(The data begins)

use address_cache::{CacheConfig, KeyScheme, WritePolicy};
use figment::providers::{Format, Yaml};
use figment::Figment;
use getset::{CopyGetters, Getters};
use log::LevelFilter;
use serde::{Deserialize, Deserializer};
use serde_inline_default::serde_inline_default;
use std::fmt::Display;
use std::net::{IpAddr, Ipv4Addr};
use std::path::{Path, PathBuf};
use std::str::FromStr;

/// Environment variable naming the configuration file
pub const CONFIG_PATH_ENV: &str = "ADDRESS_CACHE_CONFIG";
pub const DEFAULT_CONFIG_PATH: &str = "config.yaml";

#[serde_inline_default]
#[derive(Debug, Clone, Deserialize, Getters, CopyGetters)]
pub struct Config {
    #[serde_inline_default(PathBuf::from("cache"))]
    #[getset(get = "pub")]
    cache_dir: PathBuf,
    #[serde_inline_default(PathBuf::from("html"))]
    #[getset(get = "pub")]
    html_dir: PathBuf,
    #[serde_inline_default(PathBuf::from("logs"))]
    #[getset(get = "pub")]
    log_dir: PathBuf,
    #[serde_inline_default(String::from("app.log"))]
    #[getset(get = "pub")]
    log_file: String,
    #[serde_inline_default(IpAddr::V4(Ipv4Addr::UNSPECIFIED))]
    #[getset(get_copy = "pub")]
    address: IpAddr,
    #[serde_inline_default(8080)]
    #[getset(get_copy = "pub")]
    port: u16,
    #[serde_inline_default(LevelFilter::Info)]
    #[serde(deserialize_with = "parse")]
    #[getset(get_copy = "pub")]
    log_level: LevelFilter,
    #[serde_inline_default(WritePolicy::default())]
    #[serde(deserialize_with = "parse")]
    #[getset(get_copy = "pub")]
    write_policy: WritePolicy,
    #[serde_inline_default(KeyScheme::default())]
    #[serde(deserialize_with = "parse")]
    #[getset(get_copy = "pub")]
    key_scheme: KeyScheme,
}

impl Config {
    /// Read the YAML configuration file at `path`
    pub fn load(path: &Path) -> Result<Self, figment::Error> {
        if !path.is_file() {
            return Err(figment::Error::from(format!(
                "configuration file {} not found",
                path.display()
            )));
        }
        Figment::new().merge(Yaml::file(path)).extract()
    }

    pub fn log_path(&self) -> PathBuf {
        self.log_dir.join(&self.log_file)
    }

    pub fn cache_config(&self) -> CacheConfig {
        CacheConfig {
            policy: self.write_policy,
            key_scheme: self.key_scheme,
        }
    }
}

/// Deserialize any value that parses from a string
fn parse<'de, D, T>(deserializer: D) -> Result<T, D::Error>
where
    D: Deserializer<'de>,
    T: FromStr,
    T::Err: Display,
{
    let value = String::deserialize(deserializer)?;
    value.parse().map_err(|e: T::Err| {
        serde::de::Error::custom(format!("invalid value '{}': {}", value, e))
    })
}

#[cfg(test)]
mod tests {
    use super::*;
    use std::fs;
    use tempdir::TempDir;

    fn write_config(dir: &TempDir, yaml: &str) -> PathBuf {
        let path = dir.path().join("config.yaml");
        fs::write(&path, yaml).unwrap();
        path
    }

    #[test]
    fn test_load_full_config() {
        let dir = TempDir::new("config").unwrap();
        let path = write_config(
            &dir,
            "cache_dir: /var/cache/addresses\n\
             html_dir: templates\n\
             log_dir: /var/log/addresses\n\
             log_file: server.log\n\
             address: 127.0.0.1\n\
             port: 9000\n\
             log_level: debug\n\
             write_policy: serialized\n\
             key_scheme: legacy\n",
        );

        let config = Config::load(&path).unwrap();

        assert_eq!(config.cache_dir(), Path::new("/var/cache/addresses"));
        assert_eq!(config.html_dir(), Path::new("templates"));
        assert_eq!(config.log_path(), Path::new("/var/log/addresses/server.log"));
        assert_eq!(config.address(), IpAddr::V4(Ipv4Addr::LOCALHOST));
        assert_eq!(config.port(), 9000);
        assert_eq!(config.log_level(), LevelFilter::Debug);
        assert_eq!(
            config.cache_config(),
            CacheConfig {
                policy: WritePolicy::Serialized,
                key_scheme: KeyScheme::Legacy,
            }
        );
    }

    #[test]
    fn test_defaults_fill_missing_keys() {
        let dir = TempDir::new("config").unwrap();
        let path = write_config(&dir, "cache_dir: data\n");

        let config = Config::load(&path).unwrap();

        assert_eq!(config.cache_dir(), Path::new("data"));
        assert_eq!(config.html_dir(), Path::new("html"));
        assert_eq!(config.log_path(), Path::new("logs/app.log"));
        assert_eq!(config.port(), 8080);
        assert_eq!(config.log_level(), LevelFilter::Info);
        assert_eq!(config.cache_config(), CacheConfig::default());
    }

    #[test]
    fn test_missing_file_is_an_error() {
        let dir = TempDir::new("config").unwrap();
        assert!(Config::load(&dir.path().join("absent.yaml")).is_err());
    }

    #[test]
    fn test_unknown_policy_is_an_error() {
        let dir = TempDir::new("config").unwrap();
        let path = write_config(&dir, "write_policy: eventually\n");
        assert!(Config::load(&path).is_err());
    }
}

(The data ends)

## About this task
Up to and including the line with "pub const CONFIG_PATH_ENV: &str", write out the records above exactly, starting from their first line.

## Solution to this problem
use address_cache::{CacheConfig, KeyScheme, WritePolicy};
use figment::providers::{Format, Yaml};
use figment::Figment;
use getset::{CopyGetters, Getters};
use log::LevelFilter;
use serde::{Deserialize, Deserializer};
use serde_inline_default::serde_inline_default;
use std::fmt::Display;
use std::net::{IpAddr, Ipv4Addr};
use std::path::{Path, PathBuf};
use std::str::FromStr;

/// Environment variable naming the configuration file
pub const CONFIG_PATH_ENV: &str = "ADDRESS_CACHE_CONFIG";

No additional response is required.